___ AVAILABLE DATA

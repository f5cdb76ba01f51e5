//! Configuration of [`Learner`](crate::Learner).
use anyhow::Result;
use dyna_core::{error::DynaError, EpisodeBand};
use log::info;
use serde::{Deserialize, Serialize};
use std::{
    fs::File,
    io::{BufReader, Write},
    path::Path,
};

/// Learning algorithm.
#[derive(Clone, Copy, Debug, Deserialize, Serialize, PartialEq, Eq)]
pub enum Algorithm {
    /// Direct updates from real experience only.
    QLearning,

    /// Q-learning plus planning updates replayed from a learned model.
    DynaQ,

    /// Dyna-Q with an exploration bonus for pairs not tried for a while.
    DynaQPlus,
}

impl Algorithm {
    /// Name used in logs and records.
    pub fn name(&self) -> &'static str {
        match self {
            Algorithm::QLearning => "Q-learning",
            Algorithm::DynaQ => "Dyna-Q",
            Algorithm::DynaQPlus => "Dyna-Q+",
        }
    }

    /// Returns `true` for the algorithms with a transition model.
    pub fn is_model_based(&self) -> bool {
        !matches!(self, Algorithm::QLearning)
    }
}

/// Configuration of [`Learner`](crate::Learner).
#[derive(Debug, Deserialize, Serialize, PartialEq, Clone)]
pub struct LearnerConfig {
    /// Learning algorithm.
    pub algorithm: Algorithm,

    /// Probability of a random action.
    pub epsilon: f64,

    /// Discount factor.
    pub gamma: f32,

    /// Step size of the value updates.
    pub step_size: f32,

    /// The number of planning updates after each real step.
    /// Ignored by Q-learning.
    pub planning_steps: usize,

    /// Weight of the exploration bonus. Used by Dyna-Q+ only.
    pub kappa: f32,

    /// Seed of the random source.
    pub seed: u64,

    /// Step counts that classify successful episodes.
    #[serde(default)]
    pub band: EpisodeBand,
}

impl Default for LearnerConfig {
    fn default() -> Self {
        Self {
            algorithm: Algorithm::QLearning,
            epsilon: 0.1,
            gamma: 1.0,
            step_size: 0.1,
            planning_steps: 100,
            kappa: 1e-3,
            seed: 17,
            band: EpisodeBand::default(),
        }
    }
}

impl LearnerConfig {
    /// Sets the algorithm.
    pub fn algorithm(mut self, v: Algorithm) -> Self {
        self.algorithm = v;
        self
    }

    /// Sets the exploration probability.
    pub fn epsilon(mut self, v: f64) -> Self {
        self.epsilon = v;
        self
    }

    /// Sets the discount factor.
    pub fn gamma(mut self, v: f32) -> Self {
        self.gamma = v;
        self
    }

    /// Sets the step size.
    pub fn step_size(mut self, v: f32) -> Self {
        self.step_size = v;
        self
    }

    /// Sets the number of planning updates per step.
    pub fn planning_steps(mut self, v: usize) -> Self {
        self.planning_steps = v;
        self
    }

    /// Sets the weight of the exploration bonus.
    pub fn kappa(mut self, v: f32) -> Self {
        self.kappa = v;
        self
    }

    /// Sets the seed.
    pub fn seed(mut self, v: u64) -> Self {
        self.seed = v;
        self
    }

    /// Sets the step counts of successful episodes.
    pub fn band(mut self, v: EpisodeBand) -> Self {
        self.band = v;
        self
    }

    /// Checks the hyper-parameters.
    pub fn validate(&self) -> Result<(), DynaError> {
        if !(0.0..=1.0).contains(&self.epsilon) {
            return Err(DynaError::InvalidConfig(format!(
                "epsilon must be in [0, 1], got {}",
                self.epsilon
            )));
        }
        if !(0.0..=1.0).contains(&self.gamma) {
            return Err(DynaError::InvalidConfig(format!(
                "gamma must be in [0, 1], got {}",
                self.gamma
            )));
        }
        if !(self.step_size > 0.0 && self.step_size <= 1.0) {
            return Err(DynaError::InvalidConfig(format!(
                "step_size must be in (0, 1], got {}",
                self.step_size
            )));
        }
        if self.algorithm.is_model_based() && self.planning_steps == 0 {
            return Err(DynaError::InvalidConfig(format!(
                "{} needs at least one planning step",
                self.algorithm.name()
            )));
        }
        if !(self.kappa >= 0.0) {
            return Err(DynaError::InvalidConfig(format!(
                "kappa must be non-negative, got {}",
                self.kappa
            )));
        }
        if self.band.near_optimal_steps < self.band.optimal_steps {
            return Err(DynaError::InvalidConfig(format!(
                "near_optimal_steps ({}) is below optimal_steps ({})",
                self.band.near_optimal_steps, self.band.optimal_steps
            )));
        }
        Ok(())
    }

    /// Constructs [`LearnerConfig`] from YAML file.
    pub fn load(path: impl AsRef<Path>) -> Result<Self> {
        let path_ = path.as_ref().to_owned();
        let file = File::open(path)?;
        let rdr = BufReader::new(file);
        let b = serde_yaml::from_reader(rdr)?;
        info!("Load config of learner from {}", path_.display());
        Ok(b)
    }

    /// Saves [`LearnerConfig`].
    pub fn save(&self, path: impl AsRef<Path>) -> Result<()> {
        let path_ = path.as_ref().to_owned();
        let mut file = File::create(path)?;
        file.write_all(serde_yaml::to_string(&self)?.as_bytes())?;
        info!("Save config of learner into {}", path_.display());
        Ok(())
    }
}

______

EXERCISE BRIEF → All lines above with the word "number" need to be reported.

ANSWER SECTION →
    /// The number of planning updates after each real step.
    /// Sets the number of planning updates per step.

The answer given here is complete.